La bibliothèque libre.
Texte établi par Monmerqué, de Chateaugiron, Taschereau, 
A. Levavasseur
(Tome 1p. 127-128).


MADAME LA COMTESSE DE SOISSONS.


Le père de madame la comtesse étoit d’une maison de Piémont qu’on appeloit Montafié. Son père avoit épousé Jeanne de Coesme, du pays du Maine. Il n’eut qu’elle d’enfants ; on l’appeloit mademoiselle de Lucé. Son bien de France pouvoit être de vingt mille livres de rentes ou environ.

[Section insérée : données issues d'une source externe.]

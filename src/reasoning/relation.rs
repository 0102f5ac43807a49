//! Pairwise relation classification between thoughts.

use serde::{Deserialize, Serialize};
use std::fmt;
use std::str::FromStr;

use super::thought::Thought;

/// Default total-score gap above which one thought is `better_than` another.
pub const DEFAULT_SCORE_GAP: f64 = 2.0;

/// Kind of relation between two thoughts.
#[derive(Debug, Clone, Copy, PartialEq, Eq, Hash, Serialize, Deserialize)]
#[serde(rename_all = "snake_case")]
pub enum RelationKind {
    /// The two thoughts cover different parts of the problem.
    Complements,
    /// The thoughts pull in incompatible directions.
    Contradicts,
    /// One thought needs the other in place first.
    DependsOn,
    /// The thoughts can be merged into a single approach.
    Combinable,
    /// One thought scores clearly higher than the other.
    BetterThan,
}

impl RelationKind {
    /// Snake-case label used on forward edges
    pub fn as_str(&self) -> &'static str {
        match self {
            RelationKind::Complements => "complements",
            RelationKind::Contradicts => "contradicts",
            RelationKind::DependsOn => "depends_on",
            RelationKind::Combinable => "combinable",
            RelationKind::BetterThan => "better_than",
        }
    }

    /// Fixed edge strength for this kind, from 1 (weakest) to 5.
    pub fn strength(&self) -> u8 {
        match self {
            RelationKind::Combinable => 5,
            RelationKind::Complements => 4,
            RelationKind::BetterThan => 3,
            RelationKind::DependsOn => 2,
            RelationKind::Contradicts => 1,
        }
    }

    /// Label of the reverse edge, e.g. `inverse_better_than`.
    pub fn inverse_label(&self) -> String {
        format!("inverse_{}", self.as_str())
    }
}

impl fmt::Display for RelationKind {
    fn fmt(&self, f: &mut fmt::Formatter<'_>) -> fmt::Result {
        f.write_str(self.as_str())
    }
}

impl FromStr for RelationKind {
    type Err = String;

    fn from_str(s: &str) -> Result<Self, Self::Err> {
        match s.to_lowercase().as_str() {
            "complements" => Ok(RelationKind::Complements),
            "contradicts" => Ok(RelationKind::Contradicts),
            "depends_on" => Ok(RelationKind::DependsOn),
            "combinable" => Ok(RelationKind::Combinable),
            "better_than" => Ok(RelationKind::BetterThan),
            _ => Err(format!("Unknown relation kind: {}", s)),
        }
    }
}

/// Outcome of classifying one unordered pair.
#[derive(Debug, Clone, PartialEq)]
pub struct Classification {
    pub kind: RelationKind,
    /// Edge weight, from 1 to 5.
    pub strength: u8,
    /// Id of the stronger thought; only set for `better_than`.
    pub winner: Option<String>,
}

impl Classification {
    /// Classification of `kind` with its table strength and no winner.
    pub fn of(kind: RelationKind) -> Self {
        Self {
            kind,
            strength: kind.strength(),
            winner: None,
        }
    }

    /// `better_than` in favour of `winner`.
    pub fn better_than(winner: impl Into<String>) -> Self {
        Self {
            winner: Some(winner.into()),
            ..Self::of(RelationKind::BetterThan)
        }
    }
}

/// Decides how two thoughts relate. Called once per unordered pair.
pub trait RelationClassifier: Send + Sync {
    /// Classify the pair `(a, b)`, with `a` the earlier thought in graph order.
    fn classify(&self, a: &Thought, b: &Thought) -> Classification;
}

/// Content rule: `a` mentions `first` and `b` mentions `second`.
#[derive(Debug, Clone, PartialEq)]
pub struct KeywordRule {
    /// Substring looked up in the first thought's summary.
    pub first: String,
    /// Substring looked up in the second thought's summary.
    pub second: String,
    /// Relation assigned when both substrings match.
    pub kind: RelationKind,
}

impl KeywordRule {
    /// Create a rule relating `first` to `second` as `kind`
    pub fn new(first: impl Into<String>, second: impl Into<String>, kind: RelationKind) -> Self {
        Self {
            first: first.into(),
            second: second.into(),
            kind,
        }
    }

    fn matches(&self, a: &Thought, b: &Thought) -> bool {
        a.summary().contains(&self.first) && b.summary().contains(&self.second)
    }
}

/// Built-in content rules: an API pairs well with a chat bot, a server
/// architecture clashes with a PWA.
pub fn default_rules() -> Vec<KeywordRule> {
    vec![
        KeywordRule::new("API", "Bot", RelationKind::Combinable),
        KeywordRule::new("Server", "PWA", RelationKind::Contradicts),
    ]
}

/// Keyword rules only; `complements` when no rule fires.
#[derive(Debug, Clone)]
pub struct KeywordClassifier {
    rules: Vec<KeywordRule>,
}

impl KeywordClassifier {
    /// Create a classifier that applies `rules` in order
    pub fn new(rules: Vec<KeywordRule>) -> Self {
        Self { rules }
    }

    fn first_match(&self, a: &Thought, b: &Thought) -> Option<RelationKind> {
        self.rules.iter().find(|r| r.matches(a, b)).map(|r| r.kind)
    }
}

impl Default for KeywordClassifier {
    fn default() -> Self {
        Self::new(default_rules())
    }
}

impl RelationClassifier for KeywordClassifier {
    fn classify(&self, a: &Thought, b: &Thought) -> Classification {
        Classification::of(self.first_match(a, b).unwrap_or(RelationKind::Complements))
    }
}

/// Score gap first, then keyword rules, then `complements`.
#[derive(Debug, Clone)]
pub struct ThresholdClassifier {
    score_gap: f64,
    keywords: KeywordClassifier,
}

impl ThresholdClassifier {
    /// Create a classifier with the given gap and the built-in keyword rules
    pub fn new(score_gap: f64) -> Self {
        Self {
            score_gap,
            keywords: KeywordClassifier::default(),
        }
    }

    /// Replace the keyword rules
    pub fn with_rules(mut self, rules: Vec<KeywordRule>) -> Self {
        self.keywords = KeywordClassifier::new(rules);
        self
    }

    /// Minimum score difference for `better_than`
    pub fn score_gap(&self) -> f64 {
        self.score_gap
    }
}

impl Default for ThresholdClassifier {
    fn default() -> Self {
        Self::new(DEFAULT_SCORE_GAP)
    }
}

impl RelationClassifier for ThresholdClassifier {
    fn classify(&self, a: &Thought, b: &Thought) -> Classification {
        let gap = a.total_score() - b.total_score();
        if gap.abs() > self.score_gap {
            let winner = if gap > 0.0 { a.id() } else { b.id() };
            return Classification::better_than(winner);
        }
        self.keywords.classify(a, b)
    }
}
use async_trait::async_trait;
use tracing::{debug, warn};

use super::{parse_candidates, CandidateRecord, GenerationContract, GenerationRequest};
use crate::config::GenerationConfig;
use crate::error::{GenerationResult, LangbaseResult};
use crate::langbase::{CreatePipeRequest, LangbaseClient, Message, PipeRequest};
use crate::prompts::{generation_task_prompt, THOUGHT_GENERATION_PROMPT};

/// Generation backend that asks a Langbase pipe for candidate thoughts.
#[derive(Clone)]
pub struct LangbaseGenerator {
    client: LangbaseClient,
    pipe_name: String,
}

impl LangbaseGenerator {
    /// Create a generator calling the named pipe
    pub fn new(client: LangbaseClient, pipe_name: impl Into<String>) -> Self {
        Self {
            client,
            pipe_name: pipe_name.into(),
        }
    }

    /// Pipe definition upserted at startup.
    pub fn pipe_definition(&self, config: &GenerationConfig) -> CreatePipeRequest {
        CreatePipeRequest::new(&self.pipe_name)
            .with_description("Candidate thought generation for tree-of-thoughts brainstorming")
            .with_model(&config.model)
            .with_upsert(true)
            .with_json_output(true)
            .with_temperature(config.temperature)
            .with_max_tokens(4096)
            .with_messages(vec![Message::system(THOUGHT_GENERATION_PROMPT)])
    }

    /// Create or update the generation pipe.
    pub async fn ensure_pipe(&self, config: &GenerationConfig) -> LangbaseResult<()> {
        self.client.ensure_pipe(self.pipe_definition(config)).await
    }

    fn build_messages(&self, request: &GenerationRequest) -> Vec<Message> {
        vec![
            Message::system(THOUGHT_GENERATION_PROMPT),
            Message::user(generation_task_prompt(
                &request.task,
                &request.criteria,
                request.count,
            )),
        ]
    }
}

#[async_trait]
impl GenerationContract for LangbaseGenerator {
    async fn generate(&self, request: &GenerationRequest) -> GenerationResult<Vec<CandidateRecord>> {
        let pipe_request = PipeRequest::new(&self.pipe_name, self.build_messages(request));
        let response = self.client.call_pipe(pipe_request).await?;

        match parse_candidates(&response.completion) {
            Ok(records) => {
                debug!(pipe = %self.pipe_name, count = records.len(), "Parsed candidate thoughts");
                Ok(records)
            }
            Err(e) => {
                warn!(
                    pipe = %self.pipe_name,
                    error = %e,
                    completion_preview = %response.completion.chars().take(200).collect::<String>(),
                    "Could not extract candidate thoughts from completion"
                );
                Ok(Vec::new())
            }
        }
    }
}

#[cfg(test)]
mod tests {
    use super::*;
    use crate::config::{GenerationBackend, LangbaseConfig, RequestConfig};
    use crate::langbase::MessageRole;
    use crate::reasoning::Criterion;

    fn generator() -> LangbaseGenerator {
        let config = LangbaseConfig {
            api_key: "test_key".to_string(),
            base_url: "https://api.langbase.com".to_string(),
        };
        let client = LangbaseClient::new(&config, RequestConfig::default()).unwrap();
        LangbaseGenerator::new(client, "brainstorm-thoughts-v1")
    }

    #[test]
    fn test_build_messages() {
        let request = GenerationRequest::new("Plant app", Criterion::schema());
        let messages = generator().build_messages(&request);

        assert_eq!(messages.len(), 2);
        assert_eq!(messages[0].role, MessageRole::System);
        assert_eq!(messages[1].role, MessageRole::User);
        assert!(messages[1].content.contains("Plant app"));
        assert!(messages[1].content.contains("- team_fit (1-10)"));
    }

    #[test]
    fn test_pipe_definition() {
        let config = GenerationConfig {
            backend: GenerationBackend::Langbase,
            model: "openai:gpt-4o".to_string(),
            temperature: 0.8,
        };
        let definition = generator().pipe_definition(&config);
        assert_eq!(definition.name, "brainstorm-thoughts-v1");
        assert_eq!(definition.model.as_deref(), Some("openai:gpt-4o"));
        assert_eq!(definition.upsert, Some(true));
        assert_eq!(definition.temperature, Some(0.8));
    }
}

Le prince de Conti[1] épousa cette madame de Montafié[2], et M. le comte de Soissons[3] devint amoureux de mademoiselle de Lucé, qui passoit alors pour une des plus belles personnes de la cour ; et en effet, sans qu’elle avoit les yeux un peu trop hors de la tête, elle eût été parfaitement belle. Elle en usa comme elle devoit. M. le comte avoit beau être prince du sang, spirituel, beau, et de bonne mine, sans le sacrement il n’y avoit rien à faire. Feu M. de Guise s’en éprit aussi. On croit que cela ne servit pas peu à faire conclure M. le comte. Il l’épousa, et par sa qualité il tira du duc de Savoie, le bossu, qui ne l’eût pas fait autrement, cinq à six cent mille écus pour le bien que sa femme avoit en Piémont, dont le bossu s’étoit saisi, parce qu’il n’avoit à faire qu’à une fille, et qui encore demeuroit en France. Ainsi mademoiselle de Lucé étoit bien plus riche pour M. le comte que pour un autre.

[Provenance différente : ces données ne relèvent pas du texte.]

use async_trait::async_trait;
use std::collections::HashMap;
use tracing::debug;

use super::{CandidateRecord, GenerationContract, GenerationRequest};
use crate::error::GenerationResult;
use crate::reasoning::Criterion;

/// Deterministic generation backend returning a fixed set of records.
///
/// The default set describes five approaches to a plant identification app and
/// is identical on every call, whatever the task.
#[derive(Debug, Clone)]
pub struct StubGenerator {
    records: Vec<CandidateRecord>,
}

impl StubGenerator {
    /// Stub with the built-in five records.
    pub fn new() -> Self {
        Self {
            records: default_records(),
        }
    }

    /// Stub returning the given records verbatim.
    pub fn with_records(records: Vec<CandidateRecord>) -> Self {
        Self { records }
    }
}

impl Default for StubGenerator {
    fn default() -> Self {
        Self::new()
    }
}

#[async_trait]
impl GenerationContract for StubGenerator {
    async fn generate(&self, request: &GenerationRequest) -> GenerationResult<Vec<CandidateRecord>> {
        debug!(task = %request.task, count = request.count, "Serving stub candidates");
        Ok(self.records.iter().take(request.count).cloned().collect())
    }
}

/// Build a score map from values listed in canonical criterion order.
pub(crate) fn scores_in_order(values: [f64; 10]) -> HashMap<String, f64> {
    Criterion::ALL
        .iter()
        .zip(values)
        .map(|(c, v)| (c.as_str().to_string(), v))
        .collect()
}

fn default_records() -> Vec<CandidateRecord> {
    vec![
        CandidateRecord::new(
            "T1",
            "React Native + external Plant.id API",
            "Mobile app built with React Native that uses the external Plant.id API for \
             identification, with an offline-first approach for returning users.",
            scores_in_order([9.0, 9.0, 8.0, 9.0, 8.0, 10.0, 6.0, 9.0, 9.0, 8.0]),
        ),
        CandidateRecord::new(
            "T2",
            "Standalone on-device ML model",
            "Fully self-contained app with a locally running ML model for plant \
             identification; no internet connection required.",
            scores_in_order([10.0, 4.0, 3.0, 6.0, 4.0, 9.0, 5.0, 8.0, 5.0, 9.0]),
        ),
        CandidateRecord::new(
            "T3",
            "PWA with TensorFlow.js",
            "Progressive web app running TensorFlow.js for identification directly in \
             the browser, working on every device.",
            scores_in_order([8.0, 7.0, 7.0, 8.0, 6.0, 7.0, 4.0, 7.0, 8.0, 7.0]),
        ),
        CandidateRecord::new(
            "T4",
            "WhatsApp/Telegram Bot",
            "Chat-based approach: users send photos via WhatsApp or Telegram and receive \
             care tips as a reply.",
            scores_in_order([7.0, 8.0, 9.0, 7.0, 7.0, 8.0, 7.0, 6.0, 7.0, 9.0]),
        ),
        CandidateRecord::new(
            "T5",
            "AR glasses integration",
            "Augmented reality solution for professional nurseries with recognition \
             directly through AR glasses.",
            scores_in_order([6.0, 3.0, 2.0, 4.0, 9.0, 4.0, 10.0, 5.0, 3.0, 7.0]),
        ),
    ]
}

#[cfg(test)]
mod tests {
    use super::*;
    use crate::reasoning::ScoringEngine;

    #[tokio::test]
    async fn test_stub_returns_five_valid_records() {
        let stub = StubGenerator::new();
        let request = GenerationRequest::new("X", Criterion::schema());
        let records = stub.generate(&request).await.unwrap();

        assert_eq!(records.len(), 5);
        let engine = ScoringEngine::default();
        for record in &records {
            assert!(engine.validate(&record.scores).is_ok(), "{}", record.id);
        }
    }

    #[tokio::test]
    async fn test_stub_is_deterministic() {
        let stub = StubGenerator::new();
        let request = GenerationRequest::new("X", Criterion::schema());
        let first = stub.generate(&request).await.unwrap();
        let second = stub.generate(&request).await.unwrap();
        assert_eq!(first, second);
    }

    #[tokio::test]
    async fn test_stub_respects_count() {
        let stub = StubGenerator::new();
        let mut request = GenerationRequest::new("X", Criterion::schema());
        request.count = 2;
        assert_eq!(stub.generate(&request).await.unwrap().len(), 2);
    }
}
//! # Brainstorm Reasoning
//!
//! A Tree-of-Thoughts to Graph-of-Thoughts brainstorming engine. Candidate
//! solutions to a task are generated, scored against a fixed ten-criterion
//! rubric, expanded into a tree of variants, related pairwise in a graph,
//! clustered, and synthesized into hybrid solutions.
//!
//! ## Architecture
//!
//! ```text
//! task → ThoughtGenerator ─(GenerationContract: stub | Langbase pipe)
//!          ↓ expand
//!        ThoughtGraphBuilder (RelationClassifier)
//!          ↓
//!        CommunityDetector (Louvain) + bridge thoughts
//!          ↓
//!        HybridSynthesizer → PipelineResult
//! ```
//!
//! ## Example
//!
//! ```ignore
//! use std::sync::Arc;
//! use brainstorm_reasoning::{Config, Pipeline, StubGenerator};
//!
//! #[tokio::main]
//! async fn main() -> Result<(), Box<dyn std::error::Error>> {
//!     let config = Config::from_env()?;
//!     let pipeline = Pipeline::new(Arc::new(StubGenerator::new()), &config.pipeline);
//!     let result = pipeline.run("Build a plant identification app").await?;
//!     println!("{}", serde_json::to_string_pretty(&result)?);
//!     Ok(())
//! }
//! ```

/// Configuration loaded from the environment.
pub mod config;
/// Error types and result aliases.
pub mod error;
/// Generation backends that supply candidate thoughts.
pub mod generation;
/// Langbase API client and types for pipe communication.
pub mod langbase;
/// System and task prompts for the generation pipe.
pub mod prompts;
/// Scoring, tree expansion, graph building, clustering and synthesis.
pub mod reasoning;

pub use config::Config;
pub use error::{AppError, AppResult, PipelineError};
pub use generation::{GenerationContract, LangbaseGenerator, StubGenerator};
pub use reasoning::{Pipeline, PipelineResult, PipelineStage};
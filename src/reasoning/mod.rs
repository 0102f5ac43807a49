//! Brainstorming core: Tree-of-Thoughts generation feeding a Graph-of-Thoughts.
//!
//! - [`scoring`]: criteria, weights and the weighted total score
//! - [`thought`]: the immutable scored candidate
//! - [`tree`]: initial generation and deterministic expansion
//! - [`relation`]: pairwise relation classification
//! - [`graph`]: the directed thought graph
//! - [`community`]: Louvain clustering and bridge detection
//! - [`hybrid`]: one synthesized thought per cluster
//! - [`pipeline`]: the staged orchestrator tying it together

pub mod community;
pub mod graph;
pub mod hybrid;
pub mod pipeline;
pub mod relation;
pub mod scoring;
pub mod thought;
pub mod tree;

pub use community::{
    bridge_thoughts, detector_for, modularity, ClusterAssignment, CommunityDetector,
    LouvainDetector, Partition, SingleClusterDetector,
};
pub use graph::{GraphView, Relation, ThoughtGraph, ThoughtGraphBuilder};
pub use hybrid::{select_best, HybridSynthesizer, HybridThought};
pub use pipeline::{Pipeline, PipelineResult, PipelineStage};
pub use relation::{
    Classification, KeywordClassifier, KeywordRule, RelationClassifier, RelationKind,
    ThresholdClassifier,
};
pub use scoring::{CriteriaScores, Criterion, CriterionWeights, ScoringEngine};
pub use thought::Thought;
pub use tree::ThoughtGenerator;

Elle vivoit bien avec M. le comte, à quelques petites querelles près qu’ils eurent souvent pour des femmes de chambre. Car madame la comtesse s’est toujours laissée empaumer par quelqu’un, et M. le comte, qui étoit soupçonneux, ne le trouvoit nullement bon. Ils se raccommodoient aussi facilement qu’ils s’étoient brouillés. Elle avoit un mauvais mot dont elle n’a jamais pu se défaire, c’est qu’elle disoit toujours ovec pour avec, et cela sembloit le plus vilain du monde à une personne de sa condition. Il y a une autre chose que je lui pardonnerois encore moins, c’est de n’avoir rien laissé à mademoiselle de Vertus[4], qui a été assez long-temps avec elle, et qui est une fille de mérite[5].

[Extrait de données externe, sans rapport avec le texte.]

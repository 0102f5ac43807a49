//! Graph-of-Thoughts: thoughts as nodes, classified relations as edges.
//!
//! Every unordered pair of thoughts gets two directed edges: the forward
//! relation `i -> j` and its inverse `j -> i` with the same strength.

use petgraph::graph::{DiGraph, NodeIndex};
use petgraph::visit::EdgeRef;
use serde::Serialize;
use std::collections::HashMap;
use std::sync::Arc;
use tracing::{debug, warn};

use super::community::{ClusterAssignment, Partition};
use super::relation::{RelationClassifier, RelationKind, ThresholdClassifier};
use super::thought::Thought;

/// Characters of a summary shown in a node preview.
const SUMMARY_PREVIEW_CHARS: usize = 50;

/// Edge payload: one directed relation between two thoughts.
#[derive(Debug, Clone, PartialEq)]
pub struct Relation {
    pub from_id: String,
    pub to_id: String,
    pub kind: RelationKind,
    /// Set on the reverse edge of a pair.
    pub inverse: bool,
    pub strength: u8,
    /// Stronger thought of a `better_than` pair, on both edges.
    pub winner: Option<String>,
}

impl Relation {
    /// `kind`, or `inverse_<kind>` on reverse edges.
    pub fn label(&self) -> String {
        if self.inverse {
            self.kind.inverse_label()
        } else {
            self.kind.as_str().to_string()
        }
    }

    /// Edge weight used by clustering.
    pub fn weight(&self) -> f64 {
        f64::from(self.strength)
    }
}

/// Directed graph of thoughts and their pairwise relations.
#[derive(Debug, Clone, Default)]
pub struct ThoughtGraph {
    graph: DiGraph<Thought, Relation>,
    index: HashMap<String, NodeIndex>,
}

impl ThoughtGraph {
    pub fn node_count(&self) -> usize {
        self.graph.node_count()
    }

    pub fn edge_count(&self) -> usize {
        self.graph.edge_count()
    }

    /// Thoughts in insertion order.
    pub fn thoughts(&self) -> impl Iterator<Item = &Thought> + '_ {
        self.graph.node_weights()
    }

    pub fn thought(&self, id: &str) -> Option<&Thought> {
        self.index.get(id).map(|ix| &self.graph[*ix])
    }

    pub fn node_index(&self, id: &str) -> Option<NodeIndex> {
        self.index.get(id).copied()
    }

    /// The relation on the directed edge `from -> to`, if any.
    pub fn relation(&self, from: &str, to: &str) -> Option<&Relation> {
        let (a, b) = (self.node_index(from)?, self.node_index(to)?);
        self.graph.find_edge(a, b).map(|e| &self.graph[e])
    }

    /// All relations in insertion order.
    pub fn relations(&self) -> impl Iterator<Item = &Relation> + '_ {
        self.graph.edge_weights()
    }

    /// One `(i, j, weight)` per unordered pair with `i < j`, taken from the
    /// forward edges. Indices are insertion positions.
    pub fn undirected_edges(&self) -> Vec<(usize, usize, f64)> {
        self.graph
            .edge_references()
            .filter(|e| !e.weight().inverse)
            .map(|e| {
                let (a, b) = (e.source().index(), e.target().index());
                (a.min(b), a.max(b), e.weight().weight())
            })
            .collect()
    }

    /// Underlying petgraph structure.
    pub fn inner(&self) -> &DiGraph<Thought, Relation> {
        &self.graph
    }

    /// Serializable snapshot of the graph with cluster labels.
    pub fn view(&self, partition: &Partition) -> GraphView {
        let nodes = self
            .thoughts()
            .map(|t| NodeView {
                id: t.id().to_string(),
                score: t.total_score(),
                summary: preview(t.summary()),
            })
            .collect();

        let edges = self
            .relations()
            .map(|r| EdgeView {
                source: r.from_id.clone(),
                target: r.to_id.clone(),
                relation: r.label(),
                weight: r.strength,
                winner: r.winner.clone(),
            })
            .collect();

        GraphView {
            nodes,
            edges,
            clusters: partition.assignments(self),
        }
    }

    fn add_thought(&mut self, thought: Thought) -> Option<NodeIndex> {
        if self.index.contains_key(thought.id()) {
            return None;
        }
        let id = thought.id().to_string();
        let ix = self.graph.add_node(thought);
        self.index.insert(id, ix);
        Some(ix)
    }
}

fn preview(summary: &str) -> String {
    let head: String = summary.chars().take(SUMMARY_PREVIEW_CHARS).collect();
    format!("{}...", head)
}

/// Builds a [`ThoughtGraph`] using a pluggable relation classifier.
#[derive(Clone)]
pub struct ThoughtGraphBuilder {
    classifier: Arc<dyn RelationClassifier>,
}

impl ThoughtGraphBuilder {
    pub fn new(classifier: Arc<dyn RelationClassifier>) -> Self {
        Self { classifier }
    }

    /// Add every thought as a node, then relate every unordered pair once.
    ///
    /// Thoughts whose id is already in the graph are skipped.
    pub fn build(&self, thoughts: &[Thought]) -> ThoughtGraph {
        let mut graph = ThoughtGraph::default();
        let mut nodes = Vec::with_capacity(thoughts.len());

        for thought in thoughts {
            match graph.add_thought(thought.clone()) {
                Some(ix) => nodes.push(ix),
                None => warn!(thought_id = %thought.id(), "Skipping duplicate thought id"),
            }
        }

        for (i, &a) in nodes.iter().enumerate() {
            for &b in &nodes[i + 1..] {
                let (first, second) = (&graph.graph[a], &graph.graph[b]);
                let classification = self.classifier.classify(first, second);
                let forward = Relation {
                    from_id: first.id().to_string(),
                    to_id: second.id().to_string(),
                    kind: classification.kind,
                    inverse: false,
                    strength: classification.strength,
                    winner: classification.winner,
                };
                let backward = Relation {
                    from_id: forward.to_id.clone(),
                    to_id: forward.from_id.clone(),
                    inverse: true,
                    ..forward.clone()
                };

                debug!(
                    from = %forward.from_id,
                    to = %forward.to_id,
                    relation = %forward.kind,
                    strength = forward.strength,
                    "Classified thought pair"
                );
                graph.graph.add_edge(a, b, forward);
                graph.graph.add_edge(b, a, backward);
            }
        }

        graph
    }
}

impl Default for ThoughtGraphBuilder {
    fn default() -> Self {
        Self::new(Arc::new(ThresholdClassifier::default()))
    }
}

/// Serializable node of a [`GraphView`].
#[derive(Debug, Clone, PartialEq, Serialize)]
pub struct NodeView {
    pub id: String,
    pub score: f64,
    pub summary: String,
}

/// Serializable edge of a [`GraphView`].
#[derive(Debug, Clone, PartialEq, Serialize)]
pub struct EdgeView {
    pub source: String,
    pub target: String,
    pub relation: String,
    pub weight: u8,
    #[serde(skip_serializing_if = "Option::is_none")]
    pub winner: Option<String>,
}

/// Graph snapshot returned in the pipeline result.
#[derive(Debug, Clone, PartialEq, Serialize)]
pub struct GraphView {
    pub nodes: Vec<NodeView>,
    pub edges: Vec<EdgeView>,
    pub clusters: Vec<ClusterAssignment>,
}

#[cfg(test)]
mod tests {
    use super::*;
    use crate::reasoning::relation::Classification;
    use crate::reasoning::scoring::{uniform_scores, ScoringEngine};
    use pretty_assertions::assert_eq;

    fn thought(id: &str, value: f64) -> Thought {
        let engine = ScoringEngine::default();
        let scores = engine.validate(&uniform_scores(value)).unwrap();
        Thought::new(id, format!("Approach {}", id), scores, &engine)
    }

    struct Fixed(RelationKind);

    impl RelationClassifier for Fixed {
        fn classify(&self, _a: &Thought, _b: &Thought) -> Classification {
            Classification::of(self.0)
        }
    }

    #[test]
    fn test_two_edges_per_pair() {
        let thoughts: Vec<Thought> = (1..=5).map(|i| thought(&format!("T{}", i), 6.0)).collect();
        let graph = ThoughtGraphBuilder::default().build(&thoughts);

        assert_eq!(graph.node_count(), 5);
        assert_eq!(graph.edge_count(), 5 * 4);
        assert_eq!(graph.undirected_edges().len(), 10);

        for a in &thoughts {
            assert!(graph.relation(a.id(), a.id()).is_none());
            for b in &thoughts {
                if a.id() == b.id() {
                    continue;
                }
                let there = graph.relation(a.id(), b.id()).unwrap();
                let back = graph.relation(b.id(), a.id()).unwrap();
                assert_eq!(there.strength, back.strength);
                assert_ne!(there.inverse, back.inverse);
                assert_eq!(there.kind, back.kind);
            }
        }
    }

    #[test]
    fn test_better_than_edges() {
        let graph = ThoughtGraphBuilder::default().build(&[thought("T1", 9.0), thought("T2", 5.0)]);

        let forward = graph.relation("T1", "T2").unwrap();
        assert_eq!(forward.label(), "better_than");
        assert_eq!(forward.strength, 3);
        assert_eq!(forward.winner.as_deref(), Some("T1"));

        let backward = graph.relation("T2", "T1").unwrap();
        assert_eq!(backward.label(), "inverse_better_than");
        assert_eq!(backward.strength, 3);
        assert_eq!(backward.winner.as_deref(), Some("T1"));
    }

    #[test]
    fn test_forward_edge_follows_input_order() {
        // T2 ranks higher but comes second: the edge still runs T1 -> T2.
        let graph = ThoughtGraphBuilder::default().build(&[thought("T1", 3.0), thought("T2", 9.0)]);
        let forward = graph.relation("T1", "T2").unwrap();
        assert!(!forward.inverse);
        assert_eq!(forward.winner.as_deref(), Some("T2"));
    }

    #[test]
    fn test_classifier_is_pluggable() {
        let builder = ThoughtGraphBuilder::new(Arc::new(Fixed(RelationKind::DependsOn)));
        let graph = builder.build(&[thought("A", 9.0), thought("B", 1.0)]);
        assert_eq!(graph.relation("A", "B").unwrap().label(), "depends_on");
        assert_eq!(graph.relation("B", "A").unwrap().label(), "inverse_depends_on");
        assert_eq!(graph.undirected_edges(), vec![(0, 1, 2.0)]);
    }

    #[test]
    fn test_duplicate_ids_are_skipped() {
        let graph = ThoughtGraphBuilder::default().build(&[
            thought("T1", 6.0),
            thought("T1", 9.0),
            thought("T2", 6.0),
        ]);
        assert_eq!(graph.node_count(), 2);
        assert_eq!(graph.edge_count(), 2);
        assert!((graph.thought("T1").unwrap().total_score() - 6.0).abs() < 1e-9);
    }

    #[test]
    fn test_single_and_empty_graphs() {
        let builder = ThoughtGraphBuilder::default();
        assert_eq!(builder.build(&[]).node_count(), 0);

        let single = builder.build(&[thought("T1", 6.0)]);
        assert_eq!(single.node_count(), 1);
        assert_eq!(single.edge_count(), 0);
    }

    #[test]
    fn test_view() {
        let graph = ThoughtGraphBuilder::default().build(&[thought("T1", 9.0), thought("T2", 5.0)]);
        let partition = Partition::single(graph.node_count());
        let view = graph.view(&partition);

        assert_eq!(view.nodes.len(), 2);
        assert_eq!(view.nodes[0].summary, "Approach T1...");
        assert_eq!(view.edges.len(), 2);
        assert_eq!(view.edges[1].relation, "inverse_better_than");
        assert_eq!(view.clusters[1].thought_id, "T2");
        assert_eq!(view.clusters[1].cluster_id, 0);

        let json = serde_json::to_value(&view).unwrap();
        assert_eq!(json["edges"][0]["winner"], "T1");
        assert_eq!(json["edges"][0]["weight"], 3);
    }

    #[test]
    fn test_preview_truncates_long_summaries() {
        let long = "x".repeat(80);
        assert_eq!(preview(&long), format!("{}...", "x".repeat(50)));
    }
}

  1. Troisième fils de Louis Ier, prince de Condé.
  2. La comtesse de Montafié, première femme de François de Bourbon, prince de Conti, mourut le 26 décembre 1601, et sa fille épousa le comte de Soissons le lendemain. (Voyez le Père Anselme, tom. I, pag. 334 et 350.)
  3. Charles de Bourbon, comte de Soissons, dernier fils de Louis de Bourbon, premier du nom, prince de Condé, né en 1566, mort en 1612.
  4. Catherine Françoise de Bretagne, sœur de la duchesse de Montbason, se retira à Port-Royal. Elle y devint l’amie de madame de Longueville. Ce fut elle qui se chargea d’annoncer à cette princesse la mort de son fils. (Voyez la lettre de madame de Sévigné du 20 juin 1672.) Sa vieillesse se passa dans les souffrances les plus aiguës, car elle est morte le 21 novembre 1691, et le 26 janvier 1674, madame de Sévigné écrivoit à sa fille : « Ce Port-Royal est une Thébaïde, c’est un paradis, c’est un désert où toute la dévotion du christianisme s’est rangée… Mademoiselle de Vertus y achève sa vie avec des douleurs inconcevables et une résignation extrême. »
  5. Anne de Montafié, comtesse de Soissons, mourut à Paris dans l’hôtel de Soissons, le 17 juin 1644.